Work task: Pull each line with the string "live" from the entries.

Records provided:
-- -- --

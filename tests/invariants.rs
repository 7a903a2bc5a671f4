//! Property-based checks of the pool invariants under random operation
//! sequences, plus the round-trip/idempotence laws.

use poolkeeper::policy::PlacementPolicy;
use poolkeeper::pool::{AllocationHandle, Pool};
use poolkeeper::{PoolConfig, PoolError};
use proptest::prelude::*;

const TOTAL_SIZE: usize = 4096;

#[derive(Debug, Clone)]
enum Op {
    Allocate(usize),
    Free(usize), // index into the list of still-live handles, mod len
}

fn op_strategy() -> impl Strategy<Value = Op> {
    prop_oneof![
        (1..=512usize).prop_map(Op::Allocate),
        (0..256usize).prop_map(Op::Free),
    ]
}

/// Checks invariants 1-5: coverage/ordering, no-adjacent-free, gap-index
/// bijection and order, counter agreement, and the sum identity.
fn check_invariants(pool: &Pool) {
    let segments = pool.inspect();

    let total: usize = segments.iter().map(|s| s.size).sum();
    assert_eq!(total, pool.total_size(), "coverage: segments must tile the pool");

    for window in segments.windows(2) {
        assert!(
            window[0].allocated || window[1].allocated,
            "no two consecutive segments may both be free"
        );
    }

    let counted_allocs = segments.iter().filter(|s| s.allocated).count();
    let counted_alloc_size: usize = segments
        .iter()
        .filter(|s| s.allocated)
        .map(|s| s.size)
        .sum();
    let counted_gaps = segments.iter().filter(|s| !s.allocated).count();

    assert_eq!(counted_allocs, pool.num_allocs());
    assert_eq!(counted_alloc_size, pool.alloc_size());
    assert_eq!(counted_gaps, pool.num_gaps());

    let free_total: usize = segments
        .iter()
        .filter(|s| !s.allocated)
        .map(|s| s.size)
        .sum();
    assert_eq!(pool.alloc_size() + free_total, pool.total_size());
}

proptest! {
    #[test]
    fn invariants_hold_under_random_traffic(
        policy in prop_oneof![Just(PlacementPolicy::FirstFit), Just(PlacementPolicy::BestFit)],
        ops in prop::collection::vec(op_strategy(), 0..200),
    ) {
        let mut pool = Pool::open(
            PoolConfig::new(TOTAL_SIZE, policy).with_capacity_hints(8, 8),
        )
        .unwrap();
        let mut live: Vec<AllocationHandle> = Vec::new();

        for op in ops {
            match op {
                Op::Allocate(size) => {
                    match pool.allocate(size) {
                        Ok(handle) => live.push(handle),
                        Err(PoolError::NoFit { .. }) => {}
                        Err(PoolError::OutOfMemory { .. }) => {}
                        Err(other) => panic!("unexpected allocate error: {other:?}"),
                    }
                }
                Op::Free(raw_index) => {
                    if live.is_empty() {
                        continue;
                    }
                    let index = raw_index % live.len();
                    let handle = live.swap_remove(index);
                    pool.free(handle).unwrap();
                }
            }
            check_invariants(&pool);
        }
    }
}

#[test]
fn law_allocate_then_free_restores_partition() {
    let mut pool = Pool::open(PoolConfig::new(1000, PlacementPolicy::FirstFit)).unwrap();
    let before = pool.inspect();

    let handle = pool.allocate(128).unwrap();
    pool.free(handle).unwrap();

    let after = pool.inspect();
    assert_eq!(before, after);
}

#[test]
fn law_double_free_is_bad_handle_and_noop() {
    let mut pool = Pool::open(PoolConfig::new(1000, PlacementPolicy::FirstFit)).unwrap();
    let handle = pool.allocate(100).unwrap();
    pool.free(handle).unwrap();

    let before = pool.inspect();
    assert_eq!(pool.free(handle), Err(PoolError::BadHandle));
    assert_eq!(pool.inspect(), before);
}

#[test]
fn law_first_fit_pristine_allocation_starts_at_zero() {
    let mut pool = Pool::open(PoolConfig::new(1000, PlacementPolicy::FirstFit)).unwrap();
    let handle = pool.allocate(1000).unwrap();
    assert_eq!(handle.base_pointer(), 0);
}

-- -- --

Task response:
    Free(usize), // index into the list of still-live handles, mod len
        let mut live: Vec<AllocationHandle> = Vec::new();
                        Ok(handle) => live.push(handle),
                    if live.is_empty() {
                    let index = raw_index % live.len();
                    let handle = live.swap_remove(index);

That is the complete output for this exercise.